A Change.org petition Consorto started to “Halt the Construction of a Campground in Big Elk Creek State Park” has garnered 1,841 signatures, and a joint town hall meeting with Franklin and Elk Townships to discuss the plans is scheduled for Jan. 10. Dave Gerstenhaber, a Franklin Township supervisor, said DCNR is attending the meeting, which was moved to a school to accommodate the expected crowds.

“We really felt like DCNR had a hands-off approach and that was their biggest fumble,” he said.

‘If you build camping, people will come’

DCNR said 37.9 million people visited state parks last year and that overnight reservations were higher than before the COVID-19 pandemic. The bulk of the campgrounds are in north and south central Pennsylvania. In Southeastern Pennsylvania, DCNR campgrounds are rare, one of the reasons why Big Elk Creek State Park, which borders Maryland and Delaware, is such a priority for the agency. French Creek State Park, just under 8,000 acres in Chester and Berks Counties, is 50 miles west of Philadelphia. It has sites for tents and RVs, cottages and cabins, and areas for group camping.

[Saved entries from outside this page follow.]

//! Application workload checks: crash-looping pods, under-replicated
//! deployments.

use std::sync::Arc;

use crate::check::Check;
use crate::cluster::ClusterAccessor;
use crate::models::{Category, CheckResult, ResultKey, Status};

use super::{list_items, object_name};

const PODS_PATH: &str = "/api/v1/pods";
const DEPLOYMENTS_PATH: &str = "/apis/apps/v1/deployments";

pub fn crashloop_pods() -> Arc<dyn Check> {
    Arc::new(CrashloopPodsCheck)
}

pub fn replica_mismatch() -> Arc<dyn Check> {
    Arc::new(ReplicaMismatchCheck)
}

/// Flags pods with containers in CrashLoopBackOff.
struct CrashloopPodsCheck;

impl Check for CrashloopPodsCheck {
    fn id(&self) -> &str {
        "crashloop-pods"
    }

    fn name(&self) -> &str {
        "Crash-looping pods"
    }

    fn category(&self) -> Category {
        Category::from("Applications")
    }

    fn run(&self, cluster: &dyn ClusterAccessor) -> anyhow::Result<CheckResult> {
        let pods = cluster.get_raw(PODS_PATH)?;
        let items = list_items(&pods);

        let crashing: Vec<String> = items
            .iter()
            .filter(|pod| {
                pod.pointer("/status/containerStatuses")
                    .and_then(|statuses| statuses.as_array())
                    .map(|statuses| {
                        statuses.iter().any(|status| {
                            status.pointer("/state/waiting/reason").and_then(|r| r.as_str())
                                == Some("CrashLoopBackOff")
                        })
                    })
                    .unwrap_or(false)
            })
            .map(|pod| object_name(pod).to_string())
            .collect();

        let result = if crashing.is_empty() {
            CheckResult::new(
                self.id(),
                self.name(),
                self.category(),
                Status::Ok,
                format!("no crash-looping pods among {}", items.len()),
            )
        } else {
            CheckResult::new(
                self.id(),
                self.name(),
                self.category(),
                Status::Critical,
                format!("{} pod(s) in CrashLoopBackOff", crashing.len()),
            )
            .with_key(ResultKey::Required)
            .with_recommendation("inspect logs of the listed pods")
            .with_detail(crashing.join("\n"))
        };

        Ok(result.with_metadata("pods", items.len().to_string()))
    }
}

/// Flags deployments running fewer ready replicas than desired.
struct ReplicaMismatchCheck;

impl Check for ReplicaMismatchCheck {
    fn id(&self) -> &str {
        "replica-mismatch"
    }

    fn name(&self) -> &str {
        "Deployment replica mismatch"
    }

    fn category(&self) -> Category {
        Category::from("Applications")
    }

    fn run(&self, cluster: &dyn ClusterAccessor) -> anyhow::Result<CheckResult> {
        let deployments = cluster.get_raw(DEPLOYMENTS_PATH)?;
        let items = list_items(&deployments);

        if items.is_empty() {
            return Ok(CheckResult::new(
                self.id(),
                self.name(),
                self.category(),
                Status::NotApplicable,
                "no deployments in the cluster",
            )
            .with_key(ResultKey::NotApplicable));
        }

        let starved: Vec<String> = items
            .iter()
            .filter(|deployment| {
                let desired = deployment
                    .pointer("/spec/replicas")
                    .and_then(|r| r.as_u64())
                    .unwrap_or(1);
                let ready = deployment
                    .pointer("/status/readyReplicas")
                    .and_then(|r| r.as_u64())
                    .unwrap_or(0);
                ready < desired
            })
            .map(|deployment| object_name(deployment).to_string())
            .collect();

        let result = if starved.is_empty() {
            CheckResult::new(
                self.id(),
                self.name(),
                self.category(),
                Status::Ok,
                format!("all {} deployments fully ready", items.len()),
            )
        } else {
            CheckResult::new(
                self.id(),
                self.name(),
                self.category(),
                Status::Warning,
                format!("{} deployment(s) below desired replicas", starved.len()),
            )
            .with_key(ResultKey::Recommended)
            .with_recommendation("describe the listed deployments for unschedulable pods")
            .with_detail(starved.join("\n"))
        };

        Ok(result.with_metadata("deployments", items.len().to_string()))
    }
}
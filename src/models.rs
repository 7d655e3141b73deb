//! Core data model: statuses, result keys, categories, check results and
//! run/report configuration.
//!
//! Everything here is plain data. The runner stamps `execution_time` on a
//! result once; after that results are only ever read.

use std::collections::BTreeMap;
use std::fmt;
use std::path::PathBuf;
use std::time::Duration;

use serde::{Deserialize, Serialize};

use crate::error::{AuditError, AuditResult};

/// Severity verdict of a check result.
///
/// Variant order is the severity order (`NotApplicable` lowest, `Critical`
/// highest) so the derived `Ord` can be used directly for escalation and
/// sorting.
#[derive(Debug, Clone, Copy, PartialEq, Eq, PartialOrd, Ord, Hash, Serialize, Deserialize)]
#[serde(rename_all = "snake_case")]
pub enum Status {
    NotApplicable,
    Ok,
    Unknown,
    Warning,
    Critical,
}

impl Status {
    /// All statuses in ascending severity order.
    pub const ALL: [Status; 5] = [
        Status::NotApplicable,
        Status::Ok,
        Status::Unknown,
        Status::Warning,
        Status::Critical,
    ];

    /// Uppercase label used by the asciidoc/html renderers and re-parsed
    /// by the scorer.
    pub fn label(&self) -> &'static str {
        match self {
            Status::NotApplicable => "NOT APPLICABLE",
            Status::Ok => "OK",
            Status::Unknown => "UNKNOWN",
            Status::Warning => "WARNING",
            Status::Critical => "CRITICAL",
        }
    }

    /// Inverse of [`Status::label`], used by the scorer.
    pub fn from_label(label: &str) -> Option<Status> {
        match label {
            "NOT APPLICABLE" => Some(Status::NotApplicable),
            "OK" => Some(Status::Ok),
            "UNKNOWN" => Some(Status::Unknown),
            "WARNING" => Some(Status::Warning),
            "CRITICAL" => Some(Status::Critical),
            _ => None,
        }
    }
}

impl fmt::Display for Status {
    fn fmt(&self, f: &mut fmt::Formatter<'_>) -> fmt::Result {
        write!(f, "{}", self.label())
    }
}

/// Recommended follow-up class for a result; orthogonal to [`Status`].
#[derive(Debug, Clone, Copy, PartialEq, Eq, Serialize, Deserialize)]
#[serde(rename_all = "snake_case")]
pub enum ResultKey {
    NoChange,
    Advisory,
    Recommended,
    Required,
    NotApplicable,
}

impl ResultKey {
    pub fn label(&self) -> &'static str {
        match self {
            ResultKey::NoChange => "no change",
            ResultKey::Advisory => "advisory",
            ResultKey::Recommended => "recommended",
            ResultKey::Required => "required",
            ResultKey::NotApplicable => "not applicable",
        }
    }
}

impl fmt::Display for ResultKey {
    fn fmt(&self, f: &mut fmt::Formatter<'_>) -> fmt::Result {
        write!(f, "{}", self.label())
    }
}

/// Open, string-valued grouping label.
///
/// The engine never interprets a category; it only groups and filters by
/// it. The shipped check set uses the labels in
/// [`crate::checks::KNOWN_CATEGORIES`], but nothing in the engine depends
/// on that list.
#[derive(Debug, Clone, PartialEq, Eq, Hash, PartialOrd, Ord, Serialize, Deserialize)]
#[serde(transparent)]
pub struct Category(pub String);

impl Category {
    pub fn as_str(&self) -> &str {
        &self.0
    }
}

impl From<&str> for Category {
    fn from(s: &str) -> Self {
        Category(s.to_string())
    }
}

impl fmt::Display for Category {
    fn fmt(&self, f: &mut fmt::Formatter<'_>) -> fmt::Result {
        write!(f, "{}", self.0)
    }
}

/// The immutable outcome of one check execution in one run.
#[derive(Debug, Clone, PartialEq, Serialize, Deserialize)]
pub struct CheckResult {
    /// Stable check identity, primary key for all lookups
    pub check_id: String,
    /// Display name of the check
    pub check_name: String,
    /// Grouping label, copied from the check
    pub category: Category,
    /// Severity verdict
    pub status: Status,
    /// Short human summary
    pub message: String,
    /// Recommended follow-up class
    pub result_key: ResultKey,
    /// Ordered remediation suggestions
    pub recommendations: Vec<String>,
    /// Long-form structured text, possibly multi-kilobyte
    #[serde(skip_serializing_if = "Option::is_none")]
    pub detail: Option<String>,
    /// Wall-clock duration as text, stamped by the runner
    pub execution_time: String,
    /// Open key/value bag (BTreeMap keeps serialization deterministic)
    pub metadata: BTreeMap<String, String>,
}

impl CheckResult {
    pub fn new(
        check_id: impl Into<String>,
        check_name: impl Into<String>,
        category: Category,
        status: Status,
        message: impl Into<String>,
    ) -> Self {
        CheckResult {
            check_id: check_id.into(),
            check_name: check_name.into(),
            category,
            status,
            message: message.into(),
            result_key: ResultKey::NoChange,
            recommendations: Vec::new(),
            detail: None,
            execution_time: String::new(),
            metadata: BTreeMap::new(),
        }
    }

    pub fn with_key(mut self, key: ResultKey) -> Self {
        self.result_key = key;
        self
    }

    pub fn with_recommendation(mut self, recommendation: impl Into<String>) -> Self {
        self.recommendations.push(recommendation.into());
        self
    }

    pub fn with_detail(mut self, detail: impl Into<String>) -> Self {
        self.detail = Some(detail.into());
        self
    }

    pub fn with_metadata(mut self, key: impl Into<String>, value: impl Into<String>) -> Self {
        self.metadata.insert(key.into(), value.into());
        self
    }
}

/// Which shipped checks to assemble.
#[derive(Debug, Clone, Copy, PartialEq, Eq)]
pub enum CheckSet {
    Openshift,
    Application,
    All,
}

impl CheckSet {
    pub fn parse(s: &str) -> AuditResult<CheckSet> {
        match s {
            "openshift" => Ok(CheckSet::Openshift),
            "application" => Ok(CheckSet::Application),
            "all" => Ok(CheckSet::All),
            other => Err(AuditError::UnknownCheckSet {
                set: other.to_string(),
            }),
        }
    }
}

/// Run-time policy for the scheduler. Immutable once handed to the runner.
#[derive(Debug, Clone)]
pub struct RunConfig {
    /// Where report artifacts land
    pub output_dir: PathBuf,
    /// Category filter; empty means all
    pub categories: Vec<Category>,
    /// Per-check wall-clock ceiling; zero means unbounded
    pub timeout: Duration,
    /// Dispatch checks as parallel tasks
    pub parallel: bool,
    /// Stop dispatching after the first Critical result
    pub fail_fast: bool,
    /// Echo per-check diagnostics to stderr
    pub verbose: bool,
}

impl Default for RunConfig {
    fn default() -> Self {
        RunConfig {
            output_dir: PathBuf::from("."),
            categories: Vec::new(),
            timeout: Duration::ZERO,
            parallel: false,
            fail_fast: false,
            verbose: false,
        }
    }
}

/// Output format selector for the reporter.
#[derive(Debug, Clone, Copy, PartialEq, Eq)]
pub enum ReportFormat {
    /// Sectioned long-form document (default)
    Asciidoc,
    /// Same structure as nested markup with status-colored styling
    Html,
    /// Flat machine-readable record list, stable field names
    Json,
    /// Counts-only terminal output
    Summary,
}

impl ReportFormat {
    pub fn parse(s: &str) -> AuditResult<ReportFormat> {
        match s {
            "asciidoc" => Ok(ReportFormat::Asciidoc),
            "html" => Ok(ReportFormat::Html),
            "json" => Ok(ReportFormat::Json),
            "summary" => Ok(ReportFormat::Summary),
            other => Err(AuditError::UnknownFormat {
                format: other.to_string(),
            }),
        }
    }

    /// File extension for persisted formats; `None` for terminal-only.
    pub fn extension(&self) -> Option<&'static str> {
        match self {
            ReportFormat::Asciidoc => Some("adoc"),
            ReportFormat::Html => Some("html"),
            ReportFormat::Json => Some("json"),
            ReportFormat::Summary => None,
        }
    }
}

/// One-shot configuration for a single reporter invocation.
#[derive(Debug, Clone)]
pub struct ReportConfig {
    pub format: ReportFormat,
    pub output_dir: PathBuf,
    /// Filename stem, without extension or timestamp
    pub filename: String,
    /// Append a timestamp component to the filename and embed a
    /// generation time in the document header
    pub include_timestamp: bool,
    /// Render each result's detail block
    pub include_details: bool,
    /// Document title
    pub title: String,
    /// Section the document by category instead of one flat list
    pub group_by_category: bool,
    /// Allow colored summary output
    pub color: bool,
}

impl Default for ReportConfig {
    fn default() -> Self {
        ReportConfig {
            format: ReportFormat::Asciidoc,
            output_dir: PathBuf::from("."),
            filename: "cluster-report".to_string(),
            include_timestamp: false,
            include_details: false,
            title: "Cluster Audit Report".to_string(),
            group_by_category: true,
            color: true,
        }
    }
}

#[cfg(test)]
mod tests {
    use super::*;

    #[test]
    fn status_severity_order_matches_spec() {
        assert!(Status::NotApplicable < Status::Ok);
        assert!(Status::Ok < Status::Unknown);
        assert!(Status::Unknown < Status::Warning);
        assert!(Status::Warning < Status::Critical);
    }

    #[test]
    fn status_label_round_trips() {
        for status in Status::ALL {
            assert_eq!(Status::from_label(status.label()), Some(status));
        }
        assert_eq!(Status::from_label("BROKEN"), None);
    }

    #[test]
    fn check_result_builders_accumulate() {
        let result = CheckResult::new(
            "etcd-members",
            "Etcd member health",
            Category::from("Cluster"),
            Status::Warning,
            "one member degraded",
        )
        .with_key(ResultKey::Recommended)
        .with_recommendation("inspect the degraded member")
        .with_recommendation("check etcd disk latency")
        .with_metadata("members", "3");

        assert_eq!(result.result_key, ResultKey::Recommended);
        assert_eq!(result.recommendations.len(), 2);
        assert_eq!(result.metadata.get("members").map(String::as_str), Some("3"));
        assert!(result.detail.is_none());
    }

    #[test]
    fn check_result_serializes_stable_field_names() {
        let result = CheckResult::new(
            "a",
            "A",
            Category::from("Cluster"),
            Status::Ok,
            "fine",
        );
        let json = serde_json::to_value(&result).unwrap();
        for field in [
            "check_id",
            "check_name",
            "category",
            "status",
            "message",
            "result_key",
            "recommendations",
            "execution_time",
            "metadata",
        ] {
            assert!(json.get(field).is_some(), "missing field {field}");
        }
        assert_eq!(json["status"], "ok");
    }

    #[test]
    fn check_set_parse_rejects_unknown() {
        assert!(CheckSet::parse("all").is_ok());
        assert!(CheckSet::parse("everything").is_err());
    }

    #[test]
    fn report_format_parse_and_extension() {
        assert_eq!(ReportFormat::parse("json").unwrap(), ReportFormat::Json);
        assert_eq!(ReportFormat::Asciidoc.extension(), Some("adoc"));
        assert_eq!(ReportFormat::Summary.extension(), None);
        assert!(ReportFormat::parse("xml").is_err());
    }
}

“Basically, if you build camping, people will come,” said Mary Fulton, owner of Birchview Farm Campground, a private facility 28 miles north of Big Elk. “There really isn’t any type of camping in that part of Chester County.”

Fulton said DCNR campgrounds don’t allow alcohol and typically have more rustic offerings than private campgrounds. Her campground has a pool, theme nights, and attracts more RVs than tent campers.

DCNR’s Big Elk Creek survey found fewer than 30% of respondents supported full-service campsites with water, sewer, and electric, but Robinson said statewide visitor feedback and DCNR reservations show modern campers want them.

In the Stop Campground at Big Elk Creek Facebook group, some of the 541 members expressed concerns about “partying” among RV owners. They worried about rain runoff, noise, light pollution, and loss of habitat for wildlife.

“The park should remain pitch black and dead silent at night,” one member wrote.

Jeff Marion, a research biologist at the U.S. Geological Survey, told WHYY that campsites can result in erosion issues and vegetation loss when roads and campsite pads are created. Marion told WHYY those impacts can be minimized, through regulation and education at the campground.

“You can sustainably design camping,” he told the news outlet.

Robinson said DCNR is not an antagonist against nature.

“Part of our mission is to protect and conserve public land,” he said, “not overuse and overdevelop.”

Dale Hendricks, who lives in Landenberg, said not all residents are opposed to camping. It was the rollout that bothered him.

“Many of us would happily entertain some reasonable scale and very low impact camping there — after perhaps a series of good old-fashioned public discussions,” Hendricks said in an email.

SaveBigElkCreek.org calls for a “balanced approach,” including ADA-accessible bathrooms and trails, along with “youth group primitive camping to members of recognized organizations accompanied by responsible adults.”

“No bathhouses, no septic,” Consorto said. “Maybe the Girl Scouts or Boy Scouts.”

Consorto said the bald eagle she and Ciliberti saw on the trail often perches in her backyard. She started locking the gate there, recently, after hikers opened it and picked vegetables from her garden.

“We’re not trying to be unreasonable,” she said. “We welcome people to come out here. We want to share the land. We just don’t want overnight accommodations to ruin it.”

DCNR, Robinson said, is committed to camping at Big Elk Creek State Park in some form.

“We want to get this right,” he said. “We want to hear from people and hear their input.”